* **Your instructions**
Repeat the records below in their entirety, exactly.

Exercise inputs: Begin

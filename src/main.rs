mod cli;
mod config;
mod error;
mod gateway;
mod model;
mod orchestrator;
mod results;
mod runner;
mod storage;
mod text_summary;
#[cfg(feature = "tui")]
mod tui;
mod wizard;

use anyhow::{Context, Result};
use clap::Parser;
use std::sync::Mutex;
use tracing_subscriber::EnvFilter;

/// Logs go to stderr in headless modes and to a file under the TUI, where
/// stderr would tear the alternate screen.
fn init_tracing(headless: bool, cfg: &config::WizardConfig) -> Result<()> {
    let filter = EnvFilter::try_from_default_env().unwrap_or_else(|_| EnvFilter::new("warn"));
    if headless {
        let _ = tracing_subscriber::fmt()
            .with_env_filter(filter)
            .with_writer(std::io::stderr)
            .try_init();
        return Ok(());
    }

    let path = cfg.log_file.clone().unwrap_or_else(config::default_log_path);
    if let Some(parent) = path.parent() {
        std::fs::create_dir_all(parent)
            .with_context(|| format!("create log dir {}", parent.display()))?;
    }
    let file = std::fs::OpenOptions::new()
        .create(true)
        .append(true)
        .open(&path)
        .with_context(|| format!("open log file {}", path.display()))?;
    let _ = tracing_subscriber::fmt()
        .with_env_filter(filter)
        .with_writer(Mutex::new(file))
        .with_ansi(false)
        .try_init();
    Ok(())
}

#[tokio::main]
async fn main() -> Result<()> {
    let args = cli::Cli::parse();
    let is_non_tui = args.is_headless();
    let cfg = cli::build_config(&args)?;
    init_tracing(is_non_tui, &cfg)?;

    cli::run(args, cfg).await?;
    // Explicitly exit with code 0 on success, especially for non-TUI modes
    if is_non_tui {
        std::process::exit(0);
    }
    Ok(())
}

Exercise inputs: End

* **Solved exercise**
filename src/main.rs
mod cli;
mod config;
mod error;
mod gateway;
mod model;
mod orchestrator;
mod results;
mod runner;
mod storage;
mod text_summary;
#[cfg(feature = "tui")]
mod tui;
mod wizard;

use anyhow::{Context, Result};
use clap::Parser;
use std::sync::Mutex;
use tracing_subscriber::EnvFilter;

/// Logs go to stderr in headless modes and to a file under the TUI, where
/// stderr would tear the alternate screen.
fn init_tracing(headless: bool, cfg: &config::WizardConfig) -> Result<()> {
    let filter = EnvFilter::try_from_default_env().unwrap_or_else(|_| EnvFilter::new("warn"));
    if headless {
        let _ = tracing_subscriber::fmt()
            .with_env_filter(filter)
            .with_writer(std::io::stderr)
            .try_init();
        return Ok(());
    }

    let path = cfg.log_file.clone().unwrap_or_else(config::default_log_path);
    if let Some(parent) = path.parent() {
        std::fs::create_dir_all(parent)
            .with_context(|| format!("create log dir {}", parent.display()))?;
    }
    let file = std::fs::OpenOptions::new()
        .create(true)
        .append(true)
        .open(&path)
        .with_context(|| format!("open log file {}", path.display()))?;
    let _ = tracing_subscriber::fmt()
        .with_env_filter(filter)
        .with_writer(Mutex::new(file))
        .with_ansi(false)
        .try_init();
    Ok(())
}

#[tokio::main]
async fn main() -> Result<()> {
    let args = cli::Cli::parse();
    let is_non_tui = args.is_headless();
    let cfg = cli::build_config(&args)?;
    init_tracing(is_non_tui, &cfg)?;

    cli::run(args, cfg).await?;
    // Explicitly exit with code 0 on success, especially for non-TUI modes
    if is_non_tui {
        std::process::exit(0);
    }
    Ok(())
}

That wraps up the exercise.